Police Nationale ; « Il manque 3 000 policiers à Toulouse »

Jean-François Leroux est secrétaire régional du Syndicat de police national FPIP zone sud ouest qui demande que Toulouse soit classée en zone difficile et la fin des zones de non droit. Interview.

 
Jean-François Leroux, quelles sont les difficultés que rencontre la police nationale à Toulouse ?
Comme dans toutes les grandes villes françaises, nous sommes confrontés à une augmentation de la délinquance et en particulier à l’augmentation depuis 2010 de la violence physique envers les personnes. Et la politique de la RGPP n’arrange en rien l’action de la police. Nous nous trouvons face à un discours contradictoire qui d’un côté, prône la mise en place d’un politique sécuritaire et de l’autre, annonce la fermeture de commissariats !

Quelles solutions préconisez-vous ?
Il faut une réelle politique qui permette de voir disparaître les zones de non-droit, renforcer le système des UTEQ qui a de très bons résultats. Cela passe bien sûr par beaucoup plus de personnels, et de véhicules patrouilles dans les secteurs à risques et le centre-ville de Toulouse également. Il est à ce propos surprenant de voir ces véhicules composés uniquement de deux fonctionnaires. Si l’on veut vraiment que les citoyens soient en sécurité, il faut d’abord que celles et ceux qui sont en charge de la faire respecter, le soient également. J’ajoute par ailleurs que nous demandons depuis des années le classement de Toulouse en zone difficile.

Combien selon vous manque-t-il de policiers nationaux à Toulouse ?
Cela pourra paraître utopique à certains mais pour travailler dans de bonnes conditions, il en faudrait 3 000. Nous sommes environ 1 500 actuellement.

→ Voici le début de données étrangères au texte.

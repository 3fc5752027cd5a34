use std::process::ExitCode;

use clap::Parser;
use survey_cli::{INFRA_EXIT_CODE, SurveyCli};
use tracing_subscriber::EnvFilter;

fn init_tracing(verbose: bool) {
    let default = if verbose {
        "survey_core=debug,survey_cli=debug"
    } else {
        "survey_core=info,survey_cli=info"
    };
    tracing_subscriber::fmt()
        .with_writer(std::io::stderr)
        .with_env_filter(
            EnvFilter::try_from_default_env().unwrap_or_else(|_| EnvFilter::new(default)),
        )
        .init();
}

#[tokio::main]
async fn main() -> ExitCode {
    let cli = SurveyCli::parse();
    init_tracing(cli.verbose);

    match cli.run().await {
        Ok(status) => ExitCode::from(status.exit_code()),
        Err(err) => {
            eprintln!("Error: {err:#}");
            ExitCode::from(INFRA_EXIT_CODE)
        }
    }
}
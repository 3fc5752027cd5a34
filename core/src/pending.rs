//! Durable queue of answer sets whose delivery failed recoverably.
//!
//! The queue lives under its own key and is independent of the session
//! lifecycle. Items are appended once and removed only after a successful
//! delivery; they are never edited in place.

use std::collections::HashSet;
use std::sync::Arc;

use chrono::{DateTime, Utc};
use serde::{Deserialize, Serialize};
use serde_json::Value;
use uuid::Uuid;

use crate::PENDING_QUEUE_KEY;
use crate::answers::SurveyAnswers;
use crate::persistence::{KeyValueStore, StorageError};

/// An answer set waiting for redelivery.
#[derive(Debug, Clone, PartialEq, Eq, Serialize, Deserialize)]
#[serde(rename_all = "camelCase")]
pub struct PendingItem {
    pub id: String,
    pub answers: SurveyAnswers,
    pub captured_at: DateTime<Utc>,
}

impl PendingItem {
    /// Capture `answers` now under a fresh id.
    pub fn capture(answers: SurveyAnswers) -> Self {
        let captured_at = Utc::now();
        let id = format!(
            "pending-{}-{}",
            captured_at.timestamp_millis(),
            Uuid::new_v4().simple()
        );
        Self {
            id,
            answers,
            captured_at,
        }
    }
}

/// Handle over the `pending-queue` key. Every call reads storage afresh.
#[derive(Clone)]
pub struct PendingQueue {
    storage: Arc<dyn KeyValueStore>,
}

impl PendingQueue {
    pub fn new(storage: Arc<dyn KeyValueStore>) -> Self {
        Self { storage }
    }

    /// All items in capture order.
    pub fn load(&self) -> Result<Vec<PendingItem>, StorageError> {
        Ok(self
            .storage
            .load_as::<Vec<PendingItem>>(PENDING_QUEUE_KEY)?
            .unwrap_or_default())
    }

    pub fn len(&self) -> Result<usize, StorageError> {
        Ok(self.load()?.len())
    }

    pub fn is_empty(&self) -> Result<bool, StorageError> {
        Ok(self.load()?.is_empty())
    }

    /// Append `item` under the store's write lock, so concurrent appends
    /// and removals never drop each other's changes.
    pub fn append(&self, item: PendingItem) -> Result<(), StorageError> {
        let mut pending = 0;
        self.storage.update(PENDING_QUEUE_KEY, &mut |current| {
            let mut items = decode(current)?;
            items.push(item.clone());
            pending = items.len();
            Ok(Some(serde_json::to_value(&items)?))
        })?;
        tracing::info!(id = %item.id, pending, "queued submission for retry");
        Ok(())
    }

    /// Remove the items with the given ids, keeping everything else
    /// (including items appended since `ids` were read). Returns how many
    /// were removed.
    pub fn remove_ids(&self, ids: &[String]) -> Result<usize, StorageError> {
        if ids.is_empty() {
            return Ok(0);
        }
        let wanted: HashSet<&str> = ids.iter().map(String::as_str).collect();
        let mut removed = 0;
        self.storage.update(PENDING_QUEUE_KEY, &mut |current| {
            let mut items = decode(current)?;
            let before = items.len();
            items.retain(|item| !wanted.contains(item.id.as_str()));
            removed = before - items.len();
            if items.is_empty() {
                Ok(None)
            } else {
                Ok(Some(serde_json::to_value(&items)?))
            }
        })?;
        Ok(removed)
    }
}

fn decode(current: Option<Value>) -> Result<Vec<PendingItem>, StorageError> {
    match current {
        Some(value) => Ok(serde_json::from_value(value)?),
        None => Ok(Vec::new()),
    }
}
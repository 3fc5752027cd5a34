//! JSON documents exchanged with the delivery sink.
//!
//! The request body is [`WirePayload`]; responses are decoded by
//! [`parse_sink_response`] into either an accepted [`SinkRecord`] or an
//! application rejection.

use serde::{Deserialize, Serialize};
use serde_json::Value;

use crate::answers::{FeatureRatings, SurveyAnswers};

/// Request body for one survey submission.
///
/// Multi-choice fields are always arrays, choices are `null` when unset and
/// free text is trimmed (`null` when blank).
#[derive(Debug, Clone, PartialEq, Eq, Serialize, Deserialize)]
#[serde(rename_all = "camelCase")]
pub struct WirePayload {
    pub gender: Option<String>,
    pub age: Option<String>,
    pub province: Option<String>,

    pub social_media_platforms: Vec<String>,
    pub social_media_platforms_other: Option<String>,
    pub time_spent_on_social_media: Option<String>,
    pub follows_tech_content: Option<String>,
    pub tech_update_sources: Vec<String>,
    pub tech_update_sources_other: Option<String>,

    pub current_phone_brand: Option<String>,
    pub current_phone_brand_other: Option<String>,
    pub top_phone_functions: Vec<String>,
    pub top_phone_functions_other: Option<String>,
    pub phone_change_frequency: Option<String>,
    pub tecno_experience: Option<String>,
    pub tecno_experience_rating: Option<String>,

    pub phone_features_ranking: Vec<String>,
    pub phone_budget: Option<String>,
    pub preferred_phone_colors: Vec<String>,
    pub preferred_phone_colors_secondary: Vec<String>,

    pub feature_ratings: FeatureRatings,

    pub interested_in_ambassador: Option<String>,
    pub ambassador_strengths: Vec<String>,
    pub ambassador_strengths_other: Option<String>,
    pub ambassador_benefits: Vec<String>,
    pub ambassador_benefits_other: Option<String>,
    pub name: Option<String>,
    pub contact_number: Option<String>,
    pub social_media_link: Option<String>,
    pub follower_count: Option<String>,

    pub suggestions: Option<String>,
}

fn choice(value: &str) -> Option<String> {
    (!value.is_empty()).then(|| value.to_string())
}

fn free_text(value: &str) -> Option<String> {
    let trimmed = value.trim();
    (!trimmed.is_empty()).then(|| trimmed.to_string())
}

fn tokens<'a>(values: impl IntoIterator<Item = &'a String>) -> Vec<String> {
    values.into_iter().cloned().collect()
}

impl From<&SurveyAnswers> for WirePayload {
    fn from(a: &SurveyAnswers) -> Self {
        Self {
            gender: choice(&a.gender),
            age: choice(&a.age),
            province: choice(&a.province),
            social_media_platforms: tokens(&a.social_media_platforms),
            social_media_platforms_other: free_text(&a.social_media_platforms_other),
            time_spent_on_social_media: choice(&a.time_spent_on_social_media),
            follows_tech_content: choice(&a.follows_tech_content),
            tech_update_sources: tokens(&a.tech_update_sources),
            tech_update_sources_other: free_text(&a.tech_update_sources_other),
            current_phone_brand: choice(&a.current_phone_brand),
            current_phone_brand_other: free_text(&a.current_phone_brand_other),
            top_phone_functions: tokens(&a.top_phone_functions),
            top_phone_functions_other: free_text(&a.top_phone_functions_other),
            phone_change_frequency: choice(&a.phone_change_frequency),
            tecno_experience: choice(&a.tecno_experience),
            tecno_experience_rating: choice(&a.tecno_experience_rating),
            phone_features_ranking: a.phone_features_ranking.clone(),
            phone_budget: choice(&a.phone_budget),
            preferred_phone_colors: tokens(&a.preferred_phone_colors),
            preferred_phone_colors_secondary: tokens(&a.preferred_phone_colors_secondary),
            feature_ratings: a.feature_ratings.clone(),
            interested_in_ambassador: choice(&a.interested_in_ambassador),
            ambassador_strengths: tokens(&a.ambassador_strengths),
            ambassador_strengths_other: free_text(&a.ambassador_strengths_other),
            ambassador_benefits: tokens(&a.ambassador_benefits),
            ambassador_benefits_other: free_text(&a.ambassador_benefits_other),
            name: free_text(&a.name),
            contact_number: free_text(&a.contact_number),
            social_media_link: free_text(&a.social_media_link),
            follower_count: free_text(&a.follower_count),
            suggestions: free_text(&a.suggestions),
        }
    }
}

/// Durable record identifier returned by the sink.
#[derive(Debug, Clone, PartialEq, Eq, Serialize, Deserialize)]
pub struct SinkRecord {
    pub id: String,
    #[serde(default, skip_serializing_if = "Option::is_none")]
    pub timestamp: Option<String>,
}

/// Decoded sink response body.
#[derive(Debug, Clone, PartialEq, Eq)]
pub enum SinkResponse {
    Accepted(SinkRecord),
    Rejected {
        error: String,
        missing_fields: Vec<String>,
    },
}

#[derive(Deserialize)]
struct Envelope {
    success: bool,
    #[serde(default)]
    data: Option<AcceptedData>,
    #[serde(default)]
    error: Option<Value>,
    #[serde(default)]
    details: Option<Value>,
}

#[derive(Deserialize)]
struct AcceptedData {
    id: Value,
    #[serde(default)]
    timestamp: Option<Value>,
}

fn scalar_to_string(value: &Value) -> Option<String> {
    match value {
        Value::String(s) => Some(s.clone()),
        Value::Number(n) => Some(n.to_string()),
        _ => None,
    }
}

const DEFAULT_REJECTION: &str = "submission rejected";

/// Decode a sink response body.
///
/// Returns `None` when the body is not a sink document at all, or claims
/// success without a usable record id.
pub fn parse_sink_response(body: &str) -> Option<SinkResponse> {
    let envelope: Envelope = serde_json::from_str(body).ok()?;

    if envelope.success {
        let data = envelope.data?;
        let id = scalar_to_string(&data.id)?;
        let timestamp = data.timestamp.as_ref().and_then(scalar_to_string);
        return Some(SinkResponse::Accepted(SinkRecord { id, timestamp }));
    }

    let error = envelope
        .error
        .as_ref()
        .and_then(scalar_to_string)
        .unwrap_or_else(|| DEFAULT_REJECTION.to_string());
    let missing_fields = envelope
        .details
        .as_ref()
        .and_then(|details| details.get("missingFields"))
        .and_then(Value::as_array)
        .map(|fields| {
            fields
                .iter()
                .filter_map(|f| f.as_str().map(str::to_string))
                .collect()
        })
        .unwrap_or_default();

    Some(SinkResponse::Rejected {
        error,
        missing_fields,
    })
}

Comment considérez-vous l’action de la police municipale ?
Elle est une complémentarité de l’action de la police nationale et doit le rester. Ceci étant dit, les missions de la police municipale sont nécessaires et nous amènent une bouffée d’air.

L’opposition municipale prône le retour des patrouilles de nuit pour la police municipale. Qu’en pensez-vous ?
Oui, ce serait intéressant, elle pourrait palier de fait à notre manque d’effectifs mais à condition qu’elle ne se substitue pas à l’action de la police nationale. Quoi qu’il en soit, nos deux entités ne doivent pas se faire concurrence. Pour la sécurité du citoyen, nous ne pouvons pas nous le permettre.
 
Quelle est votre position sur la vidéoprotection ?
C’est une très bonne chose mais là encore, elle doit être un outil complémentaire à l’action de la police. La machine ne remplacera jamais l’homme. Son rôle consiste à aider à l’identification des auteurs mais ne peut remplacer le policier pour les interpellations. Cela coule de source !

Il a par ailleurs été créé à Toulouse un Office de la Tranquillité. Quel est votre point de vue sur ce dispositif ?
Ca ne mange pas de pain mais c’est de la politique politicienne. Il faut se donner bonne conscience et dire que l’on a fait quelque chose ! L’insécurité ne se résout pas dans des bureaux mais sur le terrain et pour cela, comme je vous le disais, il nous faut des moyens. Si ce genre de services avait permis d’assurer la sécurité aux citoyens, cela se saurait. Il faut que la sécurité soit l’affaire de tous et cesser les combats de bas étages qui ne font qu’alimenter le sentiment d’impunité.